As he writes about "The Epic Life of Frank Hamer," he includes details not only about the famous last shootout with the cold-blooded, ruthless pair of bandits but about the mules (like loyal Old Monk) Hamer rode, the men he killed and the paths he trod.
It's pretty much an encyclopedia of facts and is fairly challenging to penetrate. However, if you're a fan of Wild West adventure, the infamous Texas Rangers, and minor details on your way to solid evidence, this book may be for you.
Hamer was full of reckless courage, skilled with guns, adaptable, decent and dedicated. Boessenecker tells it all, trying to walk through all the information with reason and care.
From the time Hamer was a young boy, he fought for people who needed help. He was a self-appointed hero. When he could, he protected black people from white mobs, brought peace and never forgot a black man who helped save his life after he was shot in the back and head and nearly died.
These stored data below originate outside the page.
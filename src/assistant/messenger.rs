//! The narrow messaging surface the router and supervisor depend on.

use async_trait::async_trait;

use crate::assistant::keyboard::Keyboard;

#[async_trait]
pub trait Messenger: Send + Sync {
    /// Send an HTML message, returning its message id.
    async fn send_message(
        &self,
        chat_id: i64,
        text: &str,
        keyboard: Option<&Keyboard>,
    ) -> Result<i64, String>;

    async fn edit_message(
        &self,
        chat_id: i64,
        message_id: i64,
        text: &str,
        keyboard: Option<&Keyboard>,
    ) -> Result<(), String>;

    /// Answer a button tap. The text is only visible to the user who tapped.
    async fn answer_callback(
        &self,
        callback_id: &str,
        text: Option<&str>,
        show_alert: bool,
    ) -> Result<(), String>;

    /// Confirm the connection is alive, returning the bot's username.
    async fn ping(&self) -> Result<String, String>;
}

#[cfg(test)]
pub mod mock {
    //! Recording messenger for tests.

    use super::*;
    use std::collections::HashSet;
    use std::sync::Mutex;

    #[derive(Debug, Clone, PartialEq, Eq)]
    pub enum Call {
        Send { chat_id: i64, text: String, keyboard: Option<Keyboard> },
        Edit { chat_id: i64, message_id: i64, text: String },
        Answer { callback_id: String, text: Option<String>, show_alert: bool },
    }

    #[derive(Default)]
    pub struct MockMessenger {
        pub calls: Mutex<Vec<Call>>,
        /// Chats that refuse messages (user never started the bot).
        pub unreachable: Mutex<HashSet<i64>>,
        pub offline: Mutex<bool>,
    }

    impl MockMessenger {
        pub fn new() -> Self {
            Self::default()
        }

        pub fn refuse(&self, chat_id: i64) {
            self.unreachable.lock().unwrap().insert(chat_id);
        }

        pub fn set_offline(&self, offline: bool) {
            *self.offline.lock().unwrap() = offline;
        }

        pub fn calls(&self) -> Vec<Call> {
            self.calls.lock().unwrap().clone()
        }

        /// Messages sent or edited, i.e. content that reached a chat.
        pub fn deliveries(&self) -> Vec<Call> {
            self.calls()
                .into_iter()
                .filter(|c| !matches!(c, Call::Answer { .. }))
                .collect()
        }

        pub fn answers(&self) -> Vec<Call> {
            self.calls()
                .into_iter()
                .filter(|c| matches!(c, Call::Answer { .. }))
                .collect()
        }

        pub fn sent_to(&self, chat_id: i64) -> Vec<String> {
            self.calls()
                .into_iter()
                .filter_map(|c| match c {
                    Call::Send { chat_id: id, text, .. } if id == chat_id => Some(text),
                    _ => None,
                })
                .collect()
        }

        fn check(&self, chat_id: i64) -> Result<(), String> {
            if *self.offline.lock().unwrap() {
                return Err("Failed to send: network down".to_string());
            }
            if self.unreachable.lock().unwrap().contains(&chat_id) {
                return Err("Failed to send: Forbidden: bot can't initiate conversation with a user".to_string());
            }
            Ok(())
        }
    }

    #[async_trait]
    impl Messenger for MockMessenger {
        async fn send_message(
            &self,
            chat_id: i64,
            text: &str,
            keyboard: Option<&Keyboard>,
        ) -> Result<i64, String> {
            self.check(chat_id)?;
            let mut calls = self.calls.lock().unwrap();
            calls.push(Call::Send {
                chat_id,
                text: text.to_string(),
                keyboard: keyboard.cloned(),
            });
            Ok(calls.len() as i64)
        }

        async fn edit_message(
            &self,
            chat_id: i64,
            message_id: i64,
            text: &str,
            _keyboard: Option<&Keyboard>,
        ) -> Result<(), String> {
            self.check(chat_id)?;
            self.calls.lock().unwrap().push(Call::Edit {
                chat_id,
                message_id,
                text: text.to_string(),
            });
            Ok(())
        }

        async fn answer_callback(
            &self,
            callback_id: &str,
            text: Option<&str>,
            show_alert: bool,
        ) -> Result<(), String> {
            self.calls.lock().unwrap().push(Call::Answer {
                callback_id: callback_id.to_string(),
                text: text.map(str::to_string),
                show_alert,
            });
            Ok(())
        }

        async fn ping(&self) -> Result<String, String> {
            if *self.offline.lock().unwrap() {
                return Err("network down".to_string());
            }
            Ok("village_bot".to_string())
        }
    }
}
impl ContentRepository {
    pub fn new(dataset: ReferenceDataset, bot_username: Option<String>) -> Self {
        Self { dataset, bot_username }
    }

    pub fn render(&self, topic: Topic) -> String {
        match topic {
            Topic::Emergency => self.emergency(),
            Topic::Electricity => self.electricity(),
            Topic::Utilities => self.utilities(),
            Topic::Administration => self.administration(),
            Topic::Rules => self.rules(),
            Topic::AllContacts => self.all_contacts(),
            Topic::Help => help(),
            Topic::Clinic => self.clinic(),
            Topic::BusSchedule => self.bus_schedule(),
        }
    }

    fn emergency(&self) -> String {
        let data = &self.dataset;
        if data.emergency_phones.is_empty() {
            return UNAVAILABLE.to_string();
        }

        let mut text = String::from("<b>🆘 ЭКСТРЕННЫЕ СЛУЖБЫ</b>\n\n");

        if !data.emergency.is_empty() {
            text.push_str("<b>Короткие номера (работают с мобильных):</b>\n");
            for (number, description) in &data.emergency {
                text.push_str(&format!(
                    "<code>{}</code> — {}\n",
                    html_escape(number),
                    html_escape(description)
                ));
            }
            text.push('\n');
        }

        text.push_str("<b>Подробные контакты:</b>\n");
        for service in &data.emergency_phones {
            text.push_str(&format!("\n<b>{}:</b>\n", html_escape(&service.service)));
            for phone in &service.phones {
                text.push_str(&format!("• {}\n", html_escape(phone)));
            }
        }

        text.push_str("\n<i>📢 Сохраните эти номера! В экстренной ситуации звоните сразу.</i>");
        text
    }

    fn electricity(&self) -> String {
        let companies = &self.dataset.electricity;
        if companies.is_empty() {
            return UNAVAILABLE.to_string();
        }

        let mut text = String::from("<b>⚡ ЭЛЕКТРОСНАБЖЕНИЕ</b>\n\n");
        text.push_str("<i>Контакты энергетических компаний:</i>\n\n");

        for (i, company) in companies.iter().enumerate() {
            text.push_str(&format!("<b>{}. {}</b>\n", i + 1, html_escape(&company.company)));
            if let Some(description) = present(&company.description) {
                text.push_str(&format!("   <i>{}</i>\n", html_escape(description)));
            }
            if !company.phone.trim().is_empty() {
                text.push_str(&format!("   📞 {}\n", html_escape(&company.phone)));
            }
            if let Some(kind) = present(&company.kind) {
                text.push_str(&format!("   🏷️ Тип: {}\n", html_escape(kind)));
            }
            text.push('\n');
        }

        text.push_str(
            "<i>Для отключений света сначала звоните в центр обслуживания клиентов (8-800-220-02-20)</i>",
        );
        text
    }

    fn utilities(&self) -> String {
        let data = &self.dataset;
        let garbage = data.garbage();
        let dispatcher = data.water.as_ref().and_then(|w| present(&w.dispatcher));
        let water_note = data.water.as_ref().and_then(|w| present(&w.note));
        if garbage.is_none() && dispatcher.is_none() {
            return UNAVAILABLE.to_string();
        }

        let mut text = String::from("<b>🗑️ КОММУНАЛЬНЫЕ УСЛУГИ</b>\n\n");

        if let Some(garbage) = garbage {
            text.push_str("<b>Вывоз мусора (ТКО):</b>\n");
            text.push_str(&format!("🏢 <b>{}</b>\n", html_escape(&garbage.company)));
            if let Some(service) = present(&garbage.service) {
                text.push_str(&format!("📝 {}\n", html_escape(service)));
            }
            if !garbage.phone.trim().is_empty() {
                text.push_str(&format!("📞 {}\n", html_escape(&garbage.phone)));
            }
            if let Some(hours) = present(&garbage.hours) {
                text.push_str(&format!("⏰ {}\n", html_escape(hours)));
            }
        }

        if let Some(dispatcher) = dispatcher {
            text.push_str("\n<b>💧 Водоснабжение:</b>\n");
            text.push_str(&format!("📞 Диспетчер: {}\n", html_escape(dispatcher)));
        }

        if let Some(note) = water_note {
            text.push_str(&format!("\n<i>{}</i>", html_escape(note)));
        }

        text.trim_end().to_string()
    }

    fn administration(&self) -> String {
        let Some(admin) = &self.dataset.administration else {
            return UNAVAILABLE.to_string();
        };

        let mut text = String::from("<b>🏠 АДМИНИСТРАЦИЯ ДЕРЕВНИ</b>\n\n");
        text.push_str(&format!(
            "<b>Должность:</b> {}\n",
            html_escape(present(&admin.position).unwrap_or("Староста"))
        ));
        text.push_str(&format!(
            "<b>Контактное лицо:</b> {}\n",
            html_escape(present(&admin.name).unwrap_or(PHONE_PENDING))
        ));

        if let Some(phone) = present(&admin.phone).filter(|p| *p != PHONE_PENDING) {
            text.push_str(&format!("<b>Телефон:</b> {}\n", html_escape(phone)));
        }
        if let Some(hours) = present(&admin.hours) {
            text.push_str(&format!("<b>Часы приёма:</b> {}\n", html_escape(hours)));
        }
        if let Some(email) = present(&admin.email) {
            text.push_str(&format!("<b>Email:</b> {}\n", html_escape(email)));
        }
        if let Some(note) = present(&admin.note) {
            text.push_str(&format!("\n<i>{}</i>", html_escape(note)));
        }

        text.trim_end().to_string()
    }

    fn rules(&self) -> String {
        let rules = &self.dataset.rules;
        if rules.is_empty() {
            return UNAVAILABLE.to_string();
        }
        // Rule lines are authored as HTML in the data file.
        rules.join("\n")
    }

    fn clinic(&self) -> String {
        let Some(clinic) = &self.dataset.clinic else {
            return UNAVAILABLE.to_string();
        };

        let mut text = String::from("<b>🏥 МЕДПУНКТ</b>\n\n");
        if !clinic.name.trim().is_empty() {
            text.push_str(&format!("<b>{}</b>\n", html_escape(&clinic.name)));
        }
        if let Some(address) = present(&clinic.address) {
            text.push_str(&format!("📍 {}\n", html_escape(address)));
        }
        for phone in &clinic.phones {
            text.push_str(&format!("📞 {}\n", html_escape(phone)));
        }
        if let Some(hours) = present(&clinic.hours) {
            text.push_str(&format!("⏰ {}\n", html_escape(hours)));
        }
        if let Some(note) = present(&clinic.note) {
            text.push_str(&format!("\n<i>{}</i>", html_escape(note)));
        }

        text.trim_end().to_string()
    }

    fn bus_schedule(&self) -> String {
        let routes = &self.dataset.bus_schedule;
        if routes.is_empty() {
            return UNAVAILABLE.to_string();
        }

        let mut text = String::from("<b>🚌 РАСПИСАНИЕ АВТОБУСОВ</b>\n");
        for route in routes {
            text.push_str(&format!("\n<b>{}</b>\n", html_escape(&route.route)));
            if !route.departures.is_empty() {
                let departures: Vec<String> =
                    route.departures.iter().map(|d| html_escape(d)).collect();
                text.push_str(&format!("🕒 {}\n", departures.join(", ")));
            }
            if let Some(note) = present(&route.note) {
                text.push_str(&format!("<i>{}</i>\n", html_escape(note)));
            }
        }

        text.push_str("\n<i>Расписание может меняться в праздничные дни.</i>");
        text
    }

    /// Digest of the phone numbers from every contact topic.
    fn all_contacts(&self) -> String {
        let data = &self.dataset;
        let garbage = data.garbage();
        if data.emergency_phones.is_empty()
            && data.electricity.is_empty()
            && garbage.is_none()
            && data.clinic.is_none()
        {
            return UNAVAILABLE.to_string();
        }

        let mut text = String::from("<b>📞 ПОЛНЫЙ СПИСОК КОНТАКТОВ</b>\n");

        if !data.emergency_phones.is_empty() {
            text.push_str("\n<b>🆘 Экстренные службы:</b>\n");
            for service in &data.emergency_phones {
                text.push_str(&format!("\n<b>{}</b>\n", html_escape(&service.service)));
                for phone in &service.phones {
                    text.push_str(&format!("• {}\n", html_escape(phone)));
                }
            }
        }

        if !data.electricity.is_empty() {
            text.push_str("\n<b>⚡ Электроснабжение:</b>\n");
            for company in &data.electricity {
                text.push_str(&format!("\n• <b>{}</b>\n", html_escape(&company.company)));
                if !company.phone.trim().is_empty() {
                    text.push_str(&format!("  {}\n", html_escape(&company.phone)));
                }
            }
        }

        if let Some(garbage) = garbage {
            text.push_str("\n<b>🗑️ Коммунальные услуги:</b>\n");
            text.push_str(&format!("\n• <b>{}</b>\n", html_escape(&garbage.company)));
            match present(&garbage.service) {
                Some(service) => text.push_str(&format!(
                    "  {} - {}\n",
                    html_escape(&garbage.phone),
                    html_escape(service)
                )),
                None => text.push_str(&format!("  {}\n", html_escape(&garbage.phone))),
            }
        }

        if let Some(clinic) = &data.clinic {
            text.push_str("\n<b>🏥 Медпункт:</b>\n");
            text.push_str(&format!("\n• <b>{}</b>\n", html_escape(&clinic.name)));
            for phone in &clinic.phones {
                text.push_str(&format!("  {}\n", html_escape(phone)));
            }
        }

        text.push_str("\n<i>💡 Для быстрого доступа используйте соответствующие разделы меню</i>");
        text
    }

    fn bot_handle(&self) -> String {
        match &self.bot_username {
            Some(name) => format!("@{name}"),
            None => "бота".to_string(),
        }
    }

    pub fn welcome(&self, shared: bool) -> String {
        if shared {
            format!(
                "👋 <b>Помощник деревни Вечерницы</b>\n\n\
                 Я помогу вам получить важные контакты и информацию.\n\n\
                 💡 <b>Как пользоваться:</b>\n\
                 1. Нажмите кнопку '📋 Открыть меню' ниже\n\
                 2. Выберите нужный раздел\n\
                 3. <b>Информация придет в ваши ЛИЧНЫЕ СООБЩЕНИЯ!</b>\n\n\
                 <i>Если не получается, сначала напишите боту в личку: {}</i>",
                self.bot_handle()
            )
        } else {
            "👋 <b>Добро пожаловать в помощник деревни Вечерницы!</b>\n\n\
             Я здесь, чтобы помочь с важными контактами и информацией.\n\n\
             💡 <b>Как пользоваться:</b>\n\
             1. Нажмите кнопку '📋 Открыть меню' ниже\n\
             2. Выберите нужный раздел\n\
             3. Информация придет прямо сюда\n\n\
             <i>В группе информация будет приходить в ЛИЧНЫЕ СООБЩЕНИЯ</i>"
                .to_string()
        }
    }

    pub fn menu(&self, shared: bool) -> String {
        let mut text = String::from("📋 <b>Главное меню помощника</b>\n\nВыберите нужный раздел:");
        if shared {
            text.push_str("\n\n<i>📱 Информация будет отправлена в ваши ЛИЧНЫЕ СООБЩЕНИЯ</i>");
        }
        text
    }

    /// Shown in a group when the user's private chat can't be reached.
    /// `tapped` is false for typed commands, which have no button to press.
    pub fn open_private_chat_instructions(&self, tapped: bool) -> String {
        let retry = if tapped {
            "Вернитесь и нажмите кнопку снова"
        } else {
            "Вернитесь и повторите команду"
        };
        format!(
            "⚠️ Чтобы получить информацию, сначала напишите мне в личку!\n\n\
             1. Перейдите в {}\n\
             2. Нажмите START\n\
             3. {retry}",
            self.bot_handle()
        )
    }
}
The Texas Rangers, formed in 1835 as a small paramilitary group, evolved into a group of couriers and scouts and, from there, into a law-keeping force not to be messed with. Historic pictures of Hamer augment the stories of Texas legend and lore.
Boessenecker lays out the events that led to cornering and killing Bonnie Parker and Clyde Barrow, a pair of ruthless lawbreakers who had killed nine men (six of them law officers), robbed banks, homes and businesses, and broke dangerous men out of the Eastham prison.
Hamer accomplished in the three months what federal officials and law enforcement authories of a dozen states couldn't do in more than a year.
"As horseback lawman, border gunfighter, manhunter, outlaw killer, Ranger captain, town tamer, investigator, battle against the Klan, and gangbuster, Hamer had no peer," Boessenecker writes.
Hamer is known as the man who killed Bonnie and Clyde, Boessenecker concludes, which is much less than he was.
"Texas Ranger" includes violence throughout, including an image of a hanging and burning, shootouts and other deaths, some of which are described in more detail than others. There are a few instances of objectionable language and several mentions of sexual relations and promiscuity, none of which are detailed.